O presidente da Argentina, Alberto Fernández, cumprimenta o presidente Luiz Inácio Lula da Silva no Palácio do Planalto. (Foto: Agência Brasill)

O primeiro passo consistiria na criação de um Banco Central Sul-Americano, aos moldes do Banco Central Europeu para a Zona do Euro e, a partir disso, usar a estratégia de estabilização da inflação brasileira durante a transição entre o cruzeiro real e o real, criando a moeda através da mesma inspiração oriunda da Unidade Real de Valor (URV). Além disso, o Brasil teria a possibilidade de protagonizar a organização econômica da América do Sul.

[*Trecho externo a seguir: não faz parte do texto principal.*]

//! Tracing subscriber initialization with structured logging and optional
//! OpenTelemetry trace export.
//!
//! # Usage
//!
//! ```no_run
//! use webtoys_observe::tracing_setup::{init_tracing, TracingOptions};
//!
//! // Human-readable logs at the default level
//! init_tracing(&TracingOptions::default()).unwrap();
//! ```
//!
//! Log lines go to stderr so command output on stdout stays machine-readable.

use std::sync::OnceLock;

use opentelemetry::trace::TracerProvider as _;
use opentelemetry_sdk::trace::SdkTracerProvider;
use tracing_subscriber::EnvFilter;
use tracing_subscriber::fmt::format::FmtSpan;
use tracing_subscriber::layer::SubscriberExt;
use tracing_subscriber::util::SubscriberInitExt;

/// Stores the OTel tracer provider so it can be shut down cleanly on exit.
static TRACER_PROVIDER: OnceLock<SdkTracerProvider> = OnceLock::new();

/// Name reported by the OpenTelemetry tracer.
const TRACER_NAME: &str = "webtoys-relay";

#[derive(Debug, Clone, PartialEq, Eq)]
pub struct TracingOptions {
    /// Emit one JSON object per event instead of human-readable lines.
    pub json: bool,
    /// Bridge spans to OpenTelemetry with a stdout exporter.
    pub otel: bool,
    /// Filter used when `RUST_LOG` is unset.
    pub default_filter: String,
}

impl Default for TracingOptions {
    fn default() -> Self {
        Self {
            json: false,
            otel: false,
            default_filter: "warn".to_string(),
        }
    }
}

impl TracingOptions {
    /// Map CLI verbosity flags to a default filter directive.
    pub fn with_verbosity(mut self, verbose: u8, quiet: bool) -> Self {
        self.default_filter = verbosity_filter(verbose, quiet).to_string();
        self
    }
}

/// `-q` -> errors only, none -> warnings, `-v` -> relay debug, `-vv` -> everything.
pub fn verbosity_filter(verbose: u8, quiet: bool) -> &'static str {
    match verbose {
        0 if quiet => "error",
        0 => "warn",
        1 => "info,webtoys=debug",
        _ => "trace",
    }
}

/// Initialize the global tracing subscriber.
///
/// `RUST_LOG` takes precedence over `options.default_filter`.
///
/// # Errors
///
/// Returns an error if the global subscriber has already been set or the
/// filter directive does not parse.
pub fn init_tracing(options: &TracingOptions) -> Result<(), Box<dyn std::error::Error + Send + Sync>> {
    let env_filter = match EnvFilter::try_from_default_env() {
        Ok(filter) => filter,
        Err(_) => EnvFilter::try_new(&options.default_filter)?,
    };

    let text_layer = (!options.json).then(|| {
        tracing_subscriber::fmt::layer()
            .with_writer(std::io::stderr)
            .with_target(true)
            .with_span_events(FmtSpan::CLOSE)
    });
    let json_layer = options.json.then(|| {
        tracing_subscriber::fmt::layer()
            .json()
            .with_writer(std::io::stderr)
            .with_current_span(true)
            .with_span_list(false)
    });

    let otel_layer = options.otel.then(|| {
        let provider = SdkTracerProvider::builder()
            .with_simple_exporter(opentelemetry_stdout::SpanExporter::default())
            .build();
        let tracer = provider.tracer(TRACER_NAME);

        let _ = TRACER_PROVIDER.set(provider.clone());
        opentelemetry::global::set_tracer_provider(provider);

        tracing_opentelemetry::layer().with_tracer(tracer)
    });

    tracing_subscriber::registry()
        .with(env_filter)
        .with(text_layer)
        .with(json_layer)
        .with(otel_layer)
        .try_init()?;

    Ok(())
}

/// Flush pending traces and shut down the OpenTelemetry tracer provider.
///
/// No-op when OTel was not enabled.
pub fn shutdown_tracing() {
    if let Some(provider) = TRACER_PROVIDER.get() {
        if let Err(e) = provider.shutdown() {
            eprintln!("Warning: OTel tracer provider shutdown error: {e}");
        }
    }
}
//! Artifact poller: a bounded, time-windowed wait for a downstream artifact.
//!
//! State machine:
//!
//! ```text
//! Init --initial_delay--> Polling --match--> Found
//!                           |  ^
//!                  no match |  | interval
//!                  / error  v  |
//!                         (sleep)
//!                           |
//!                  deadline elapsed --> NotFound
//! ```
//!
//! Every wait races a `CancellationToken`; cancelling it ends the loop with
//! `PollOutcome::Cancelled` at the next suspension point. A failed store query
//! never aborts the loop: it is logged, counted in [`PollStats`], and treated
//! as "no match this round".

use std::time::Duration;

use chrono::{DateTime, Utc};
use tokio::time::Instant;
use tokio_util::sync::CancellationToken;

use webtoys_types::artifact::{Artifact, ArtifactRecord};
use webtoys_types::config::PollConfig;
use webtoys_types::error::StoreError;
use webtoys_types::identity::SyntheticIdentifier;

use crate::store::ArtifactStore;

/// Poll timings.
#[derive(Debug, Clone, Copy, PartialEq, Eq)]
pub struct PollSettings {
    pub initial_delay: Duration,
    pub interval: Duration,
    pub max_wait: Duration,
}

impl From<&PollConfig> for PollSettings {
    fn from(config: &PollConfig) -> Self {
        Self {
            initial_delay: config.initial_delay(),
            interval: config.interval(),
            max_wait: config.max_wait(),
        }
    }
}

/// The window opened when a build request is about to be dispatched.
///
/// `started_at` is the wall-clock lower bound for `created_at` in store
/// queries; `started` is the monotonic instant the deadline is measured from.
#[derive(Debug, Clone)]
pub struct PollWindow {
    pub sender: SyntheticIdentifier,
    pub started_at: DateTime<Utc>,
    pub started: Instant,
}

impl PollWindow {
    pub fn open(sender: SyntheticIdentifier) -> Self {
        Self {
            sender,
            started_at: Utc::now(),
            started: Instant::now(),
        }
    }
}

/// Result of a single store query.
#[derive(Debug)]
pub enum PollAttempt {
    Match(ArtifactRecord),
    NoMatch,
    /// The query failed; swallowed and retried at the next interval.
    QueryFailed(StoreError),
}

/// Counters reported with every outcome.
#[derive(Debug, Clone, Copy, Default, PartialEq, Eq)]
pub struct PollStats {
    pub attempts: u32,
    pub failed_queries: u32,
}

#[derive(Debug, Clone, PartialEq, Eq)]
pub enum PollOutcome {
    Found { artifact: Artifact, stats: PollStats },
    /// The deadline elapsed without a match. Expected when the build is slow.
    NotFound { stats: PollStats },
    Cancelled { stats: PollStats },
}

impl PollOutcome {
    pub fn stats(&self) -> PollStats {
        match self {
            PollOutcome::Found { stats, .. }
            | PollOutcome::NotFound { stats }
            | PollOutcome::Cancelled { stats } => *stats,
        }
    }
}

/// Polls an [`ArtifactStore`] until a matching artifact appears or the
/// window's deadline passes.
pub struct ArtifactPoller<S> {
    store: S,
    settings: PollSettings,
    public_base_url: String,
}

impl<S: ArtifactStore> ArtifactPoller<S> {
    pub fn new(store: S, settings: PollSettings, public_base_url: impl Into<String>) -> Self {
        Self {
            store,
            settings,
            public_base_url: public_base_url.into(),
        }
    }

    pub fn settings(&self) -> &PollSettings {
        &self.settings
    }

    /// Run the poll loop for `window`.
    pub async fn poll(&self, window: &PollWindow, cancel: &CancellationToken) -> PollOutcome {
        let deadline = window.started + self.settings.max_wait;
        let mut stats = PollStats::default();

        if !sleep_or_cancel(self.settings.initial_delay, cancel).await {
            return PollOutcome::Cancelled { stats };
        }

        while Instant::now() < deadline {
            stats.attempts += 1;

            // A query still in flight at the deadline is abandoned.
            let attempt = tokio::select! {
                biased;
                _ = cancel.cancelled() => return PollOutcome::Cancelled { stats },
                attempt = tokio::time::timeout_at(deadline, self.attempt(window)) => {
                    attempt.unwrap_or(PollAttempt::QueryFailed(StoreError::DeadlineExceeded))
                }
            };

            match attempt {
                PollAttempt::Match(record) => {
                    let artifact = Artifact::from_record(&self.public_base_url, &record);
                    tracing::debug!(
                        sender = %window.sender,
                        attempt = stats.attempts,
                        url = %artifact.url,
                        "artifact found"
                    );
                    return PollOutcome::Found { artifact, stats };
                }
                PollAttempt::NoMatch => {
                    tracing::debug!(
                        sender = %window.sender,
                        attempt = stats.attempts,
                        "no artifact yet"
                    );
                }
                PollAttempt::QueryFailed(error) => {
                    stats.failed_queries += 1;
                    tracing::warn!(
                        sender = %window.sender,
                        attempt = stats.attempts,
                        error = %error,
                        "artifact query failed, retrying next interval"
                    );
                }
            }

            let pause = self
                .settings
                .interval
                .min(deadline.saturating_duration_since(Instant::now()));
            if !sleep_or_cancel(pause, cancel).await {
                return PollOutcome::Cancelled { stats };
            }
        }

        PollOutcome::NotFound { stats }
    }

    /// Issue one store query and classify the answer.
    async fn attempt(&self, window: &PollWindow) -> PollAttempt {
        match self
            .store
            .latest_published(&window.sender, window.started_at)
            .await
        {
            Ok(Some(record)) if record.matches(&window.sender, window.started_at) => {
                PollAttempt::Match(record)
            }
            Ok(Some(record)) => {
                tracing::debug!(
                    app_slug = %record.app_slug,
                    "store returned a row outside the poll window, ignoring"
                );
                PollAttempt::NoMatch
            }
            Ok(None) => PollAttempt::NoMatch,
            Err(e) => PollAttempt::QueryFailed(e),
        }
    }
}

/// Sleep for `duration` unless cancelled first. Returns `false` on cancellation.
async fn sleep_or_cancel(duration: Duration, cancel: &CancellationToken) -> bool {
    tokio::select! {
        biased;
        _ = cancel.cancelled() => false,
        _ = tokio::time::sleep(duration) => true,
    }
}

Face ao exposto, qual seria a motivação do Brasil em liderar esta iniciativa num momento tão delicado para a economia Argentina? Segundo Friedman, não existe almoço grátis. De acordo com os dados das estatísticas sobre comércio exterior (ICOMEX-FGV), o Brasil está perdendo espaço para a China na Economia Argentina. Em fevereiro de 2022, a China superou o Brasil na disputa pelo principal mercado de manufaturados brasileiros. Uma das razões consistem na estagnação do Governo Brasileiro em termos de promover iniciativas de promoção à exportação. O governo Chinês ofereceu um diferencial de dispor recursos para ajudar a Argentina a renegociar suas dívidas externas, a incluindo em seu projeto político-econômico do megaprojeto de infraestrutura chamado “Cinturão e Rota”.[1] Neste caso, entende–se a aproximação com a Argentina, não só apenas como um plano de integração regional e fortalecimento das economias latinas, mas sim de voltar a ter o mesmo espaço na economia vizinha, barrando os avanços Chineses neste mercado. Este empreendimento também significa a reação do Brasil para evitar a reprimarização da sua economia. Ao longo dos anos, a indústria tem perdido participação no PIB nacional e a equipe econômica tem pensado em alternativas para tornar a indústria nacional mais competitiva, pois a criação de um lastro monetário não vai resolver a falta de competitividade das manufaturas. Dentro do plano de estudos para a criação do “sur”, existe ações para o lançamento de linhas de crédito de bancos privados e públicos, incentivando a aquisição de produtos brasileiros. Em contrapartida, o Brasil teria como garantia o recebimento garantias de liquidez internacional como os valores contratuais de exportação de gás natural. A criação desta unidade de conta, portanto, seria uma política de integração regional para ajudar o país vizinho visando elevar as exportações brasileiras para a Argentina.

 

Georgia Rodrigues Ferreira da Silva é estudante de Doutorado do Programa de Pós Graduação em Ciência, Tecnologia e Inovação Agropecuária.

 

2 One Belt, One Road– Expansão de investimentos chineses estabelecendo rotas terrestres e marítimas oferecendo infraestrutura para países participantes e oportunidades de negócios com empresas chinesas.